> **Your goal**: Would you give the records below again, exactly and completely?

> **Dataset entries**:
//! Vitrine CLI

use std::{
    io::{self, Write},
    process::ExitCode,
};

use anyhow::{Context, Result};
use tracing::{error, info};

use vitrine::{
    catalog::{Catalog, Outcome},
    dialogs::SubmitOutcome,
    fixtures,
    listing::{write_field_errors, write_palette, write_products},
    store::ProductStore,
    validation::{ProductRules, Validator},
};

use crate::config::{CatalogConfig, Cli, Command};

mod config;
mod logging;

/// Vitrine CLI entry point
pub fn main() -> ExitCode {
    let cli = match Cli::load() {
        Ok(cli) => cli,
        Err(e) => e.exit(),
    };

    if let Err(e) = logging::init_subscriber(&cli.logging) {
        #[expect(
            clippy::print_stderr,
            reason = "logging not initialized, must use eprintln for setup errors"
        )]
        {
            eprintln!("Logging error: {e}");
        }

        return ExitCode::FAILURE;
    }

    run(cli).unwrap_or_else(|e| {
        error!("{e:#}");

        ExitCode::FAILURE
    })
}

/// Exit status for a form that fails validation.
const INVALID_FORM: u8 = 2;

fn run(cli: Cli) -> Result<ExitCode> {
    let rules = load_rules(&cli.catalog)?;
    let validator = Validator::new(rules.clone());

    match cli.command {
        Command::List => {
            let store = load_store(&cli.catalog, &validator)?;

            write_products(io::stdout().lock(), &store)?;
        }
        Command::Palette => {
            write_palette(io::stdout().lock(), Catalog::new().palette())?;
        }
        Command::Validate { form } => {
            let form = fixtures::read_form(&form)
                .with_context(|| format!("reading form {}", form.display()))?;

            let mut out = io::stdout().lock();

            match validator.validate(&form) {
                Ok(fields) => writeln!(out, "{:?} is valid", fields.title())?,
                Err(errors) => {
                    write_field_errors(&mut out, &errors)?;

                    return Ok(ExitCode::from(INVALID_FORM));
                }
            }
        }
        Command::Run { script } => {
            let actions = fixtures::read_script(&script)
                .with_context(|| format!("reading script {}", script.display()))?;
            let store = load_store(&cli.catalog, &validator)?;
            let mut catalog = Catalog::with_store(store).with_rules(rules);

            let mut out = io::stdout().lock();

            for (step, action) in actions.into_iter().enumerate() {
                match catalog.dispatch(action) {
                    Ok(Outcome::Submitted(SubmitOutcome::Rejected(errors))) => {
                        writeln!(out, "{step}: rejected")?;
                        write_field_errors(&mut out, &errors)?;
                    }
                    Ok(outcome) => writeln!(out, "{step}: {outcome}")?,
                    Err(e) => writeln!(out, "{step}: error: {e}")?,
                }
            }

            write_products(&mut out, catalog.store())?;
        }
    }

    Ok(ExitCode::SUCCESS)
}

fn load_rules(config: &CatalogConfig) -> Result<ProductRules> {
    let mut rules = match &config.rules {
        Some(path) => fixtures::read_rules(path)
            .with_context(|| format!("reading rules {}", path.display()))?,
        None => ProductRules::default(),
    };

    rules.categories.extend(&config.categories);

    Ok(rules)
}

fn load_store(config: &CatalogConfig, validator: &Validator) -> Result<ProductStore> {
    let Some(path) = &config.products else {
        return Ok(ProductStore::new());
    };

    let store = fixtures::read_store(path, validator)
        .with_context(|| format!("reading products {}", path.display()))?;

    info!(products = store.len(), path = %path.display(), "catalog seeded");

    Ok(store)
}
//! Typed Uuids

use std::{
    cmp::Ordering,
    fmt::{Debug, Display, Formatter, Result as FmtResult},
    hash::{Hash, Hasher},
    marker::PhantomData,
};

use uuid::Uuid;

/// A random (v4) UUID tagged with the type of record it identifies, so a
/// product id can't be passed where some other id is expected.
pub struct TypedUuid<T>(Uuid, PhantomData<T>);

impl<T> TypedUuid<T> {
    /// Generate a fresh random identifier.
    #[must_use]
    pub fn new() -> Self {
        Self(Uuid::new_v4(), PhantomData)
    }
}

impl<T> Default for TypedUuid<T> {
    fn default() -> Self {
        Self::new()
    }
}

impl<T> Clone for TypedUuid<T> {
    fn clone(&self) -> Self {
        *self
    }
}

impl<T> Copy for TypedUuid<T> {}

impl<T> Debug for TypedUuid<T> {
    fn fmt(&self, f: &mut Formatter<'_>) -> FmtResult {
        Debug::fmt(&self.0, f)
    }
}

impl<T> Display for TypedUuid<T> {
    fn fmt(&self, f: &mut Formatter<'_>) -> FmtResult {
        Display::fmt(&self.0, f)
    }
}

impl<T> PartialEq for TypedUuid<T> {
    fn eq(&self, other: &Self) -> bool {
        self.0 == other.0
    }
}

impl<T> Eq for TypedUuid<T> {}

impl<T> Hash for TypedUuid<T> {
    fn hash<H: Hasher>(&self, state: &mut H) {
        self.0.hash(state);
    }
}

impl<T> PartialOrd for TypedUuid<T> {
    fn partial_cmp(&self, other: &Self) -> Option<Ordering> {
        Some(self.cmp(other))
    }
}

impl<T> Ord for TypedUuid<T> {
    fn cmp(&self, other: &Self) -> Ordering {
        self.0.cmp(&other.0)
    }
}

> **Final answer**:
//! Vitrine CLI

use std::{
    io::{self, Write},
    process::ExitCode,
};

use anyhow::{Context, Result};
use tracing::{error, info};

use vitrine::{
    catalog::{Catalog, Outcome},
    dialogs::SubmitOutcome,
    fixtures,
    listing::{write_field_errors, write_palette, write_products},
    store::ProductStore,
    validation::{ProductRules, Validator},
};

use crate::config::{CatalogConfig, Cli, Command};

mod config;
mod logging;

/// Vitrine CLI entry point
pub fn main() -> ExitCode {
    let cli = match Cli::load() {
        Ok(cli) => cli,
        Err(e) => e.exit(),
    };

    if let Err(e) = logging::init_subscriber(&cli.logging) {
        #[expect(
            clippy::print_stderr,
            reason = "logging not initialized, must use eprintln for setup errors"
        )]
        {
            eprintln!("Logging error: {e}");
        }

        return ExitCode::FAILURE;
    }

    run(cli).unwrap_or_else(|e| {
        error!("{e:#}");

        ExitCode::FAILURE
    })
}

/// Exit status for a form that fails validation.
const INVALID_FORM: u8 = 2;

fn run(cli: Cli) -> Result<ExitCode> {
    let rules = load_rules(&cli.catalog)?;
    let validator = Validator::new(rules.clone());

    match cli.command {
        Command::List => {
            let store = load_store(&cli.catalog, &validator)?;

            write_products(io::stdout().lock(), &store)?;
        }
        Command::Palette => {
            write_palette(io::stdout().lock(), Catalog::new().palette())?;
        }
        Command::Validate { form } => {
            let form = fixtures::read_form(&form)
                .with_context(|| format!("reading form {}", form.display()))?;

            let mut out = io::stdout().lock();

            match validator.validate(&form) {
                Ok(fields) => writeln!(out, "{:?} is valid", fields.title())?,
                Err(errors) => {
                    write_field_errors(&mut out, &errors)?;

                    return Ok(ExitCode::from(INVALID_FORM));
                }
            }
        }
        Command::Run { script } => {
            let actions = fixtures::read_script(&script)
                .with_context(|| format!("reading script {}", script.display()))?;
            let store = load_store(&cli.catalog, &validator)?;
            let mut catalog = Catalog::with_store(store).with_rules(rules);

            let mut out = io::stdout().lock();

            for (step, action) in actions.into_iter().enumerate() {
                match catalog.dispatch(action) {
                    Ok(Outcome::Submitted(SubmitOutcome::Rejected(errors))) => {
                        writeln!(out, "{step}: rejected")?;
                        write_field_errors(&mut out, &errors)?;
                    }
                    Ok(outcome) => writeln!(out, "{step}: {outcome}")?,
                    Err(e) => writeln!(out, "{step}: error: {e}")?,
                }
            }

            write_products(&mut out, catalog.store())?;
        }
    }

    Ok(ExitCode::SUCCESS)
}

fn load_rules(config: &CatalogConfig) -> Result<ProductRules> {
    let mut rules = match &config.rules {
        Some(path) => fixtures::read_rules(path)
            .with_context(|| format!("reading rules {}", path.display()))?,
        None => ProductRules::default(),
    };

    rules.categories.extend(&config.categories);

    Ok(rules)
}

fn load_store(config: &CatalogConfig, validator: &Validator) -> Result<ProductStore> {
    let Some(path) = &config.products else {
        return Ok(ProductStore::new());
    };

    let store = fixtures::read_store(path, validator)
        .with_context(|| format!("reading products {}", path.display()))?;

    info!(products = store.len(), path = %path.display(), "catalog seeded");

    Ok(store)
}
//! Typed Uuids

use std::{
    cmp::Ordering,
    fmt::{Debug, Display, Formatter, Result as FmtResult},
    hash::{Hash, Hasher},
    marker::PhantomData,
};

use uuid::Uuid;

/// A random (v4) UUID tagged with the type of record it identifies, so a
/// product id can't be passed where some other id is expected.
pub struct TypedUuid<T>(Uuid, PhantomData<T>);

impl<T> TypedUuid<T> {
    /// Generate a fresh random identifier.
    #[must_use]
    pub fn new() -> Self {
        Self(Uuid::new_v4(), PhantomData)
    }
}

impl<T> Default for TypedUuid<T> {
    fn default() -> Self {
        Self::new()
    }
}

impl<T> Clone for TypedUuid<T> {
    fn clone(&self) -> Self {
        *self
    }
}

impl<T> Copy for TypedUuid<T> {}

impl<T> Debug for TypedUuid<T> {
    fn fmt(&self, f: &mut Formatter<'_>) -> FmtResult {
        Debug::fmt(&self.0, f)
    }
}

impl<T> Display for TypedUuid<T> {
    fn fmt(&self, f: &mut Formatter<'_>) -> FmtResult {
        Display::fmt(&self.0, f)
    }
}

impl<T> PartialEq for TypedUuid<T> {
    fn eq(&self, other: &Self) -> bool {
        self.0 == other.0
    }
}

impl<T> Eq for TypedUuid<T> {}

impl<T> Hash for TypedUuid<T> {
    fn hash<H: Hasher>(&self, state: &mut H) {
        self.0.hash(state);
    }
}

impl<T> PartialOrd for TypedUuid<T> {
    fn partial_cmp(&self, other: &Self) -> Option<Ordering> {
        Some(self.cmp(other))
    }
}

impl<T> Ord for TypedUuid<T> {
    fn cmp(&self, other: &Self) -> Ordering {
        self.0.cmp(&other.0)
    }
}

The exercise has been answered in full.